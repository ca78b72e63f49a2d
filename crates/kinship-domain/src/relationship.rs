//! Relationship module - directed, typed proposals between two users

use crate::{RelationshipId, RelationshipTypeId, UserId};

/// A named category of relationship ("friend", "colleague")
///
/// Reference data maintained by an administrator. The relationship logic
/// only ever reads it.
#[derive(Debug, Clone, PartialEq, Eq, Hash)]
pub struct RelationshipType {
    /// Type identifier
    pub id: RelationshipTypeId,

    /// Display name
    pub name: String,
}

impl RelationshipType {
    /// Create a new relationship type
    pub fn new(id: impl Into<RelationshipTypeId>, name: impl Into<String>) -> Self {
        Self {
            id: id.into(),
            name: name.into(),
        }
    }
}

/// Which side of a relationship a user is on
#[derive(Debug, Clone, Copy, PartialEq, Eq)]
pub enum PartyRole {
    /// The user who proposed the relationship
    Requester,

    /// The user the proposal was addressed to
    Target,
}

/// A directed relationship between two users
///
/// `approved == false` means the proposal is pending. There is no persisted
/// denied state: denial and removal delete the row.
#[derive(Debug, Clone, PartialEq, Eq)]
pub struct Relationship {
    /// Row identifier
    pub id: RelationshipId,

    /// User who proposed the relationship
    pub requester_id: UserId,

    /// User who receives the proposal
    pub target_id: UserId,

    /// Type of relationship
    pub relationship_type_id: RelationshipTypeId,

    /// Whether the target has accepted
    pub approved: bool,
}

impl Relationship {
    /// Whether the relationship is still awaiting the target's answer
    pub fn is_pending(&self) -> bool {
        !self.approved
    }

    /// The role `user` plays in this relationship, if any
    ///
    /// For a self-relationship the requester role wins.
    pub fn party_role(&self, user: UserId) -> Option<PartyRole> {
        if user == self.requester_id {
            Some(PartyRole::Requester)
        } else if user == self.target_id {
            Some(PartyRole::Target)
        } else {
            None
        }
    }
}

/// Input for proposing a relationship
///
/// Fields are optional so a caller building this from a form can be told
/// precisely which field was missing.
#[derive(Debug, Clone, Copy, Default, PartialEq, Eq)]
pub struct NewRelationship {
    /// Proposing user
    pub requester_id: Option<UserId>,

    /// Receiving user
    pub target_id: Option<UserId>,

    /// Relationship type
    pub relationship_type_id: Option<RelationshipTypeId>,
}

impl NewRelationship {
    /// Build a fully populated proposal
    pub fn new(
        requester_id: impl Into<UserId>,
        target_id: impl Into<UserId>,
        relationship_type_id: impl Into<RelationshipTypeId>,
    ) -> Self {
        Self {
            requester_id: Some(requester_id.into()),
            target_id: Some(target_id.into()),
            relationship_type_id: Some(relationship_type_id.into()),
        }
    }
}

/// Listing projection: a relationship joined with its type name and both usernames
#[derive(Debug, Clone, PartialEq, Eq)]
pub struct RelationshipView {
    /// Relationship identifier
    pub id: RelationshipId,

    /// Requester id
    pub requester_id: UserId,

    /// Requester username
    pub requester_name: String,

    /// Target id
    pub target_id: UserId,

    /// Target username
    pub target_name: String,

    /// Type id
    pub relationship_type_id: RelationshipTypeId,

    /// Type display name
    pub relationship_type_name: String,

    /// Approval flag
    pub approved: bool,
}

impl RelationshipView {
    /// Strip the joined columns back to the stored record
    pub fn to_relationship(&self) -> Relationship {
        Relationship {
            id: self.id,
            requester_id: self.requester_id,
            target_id: self.target_id,
            relationship_type_id: self.relationship_type_id,
            approved: self.approved,
        }
    }
}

= = = = =

## Directions
The lines above, from the start of the records through the one containing "ever reads it.", are to be printed exactly, and nothing else is to be included.

## Result
repository ca78b72e63f49a2d
filename crates/kinship-domain/src/relationship.rs
//! Relationship module - directed, typed proposals between two users

use crate::{RelationshipId, RelationshipTypeId, UserId};

/// A named category of relationship ("friend", "colleague")
///
/// Reference data maintained by an administrator. The relationship logic
/// only ever reads it.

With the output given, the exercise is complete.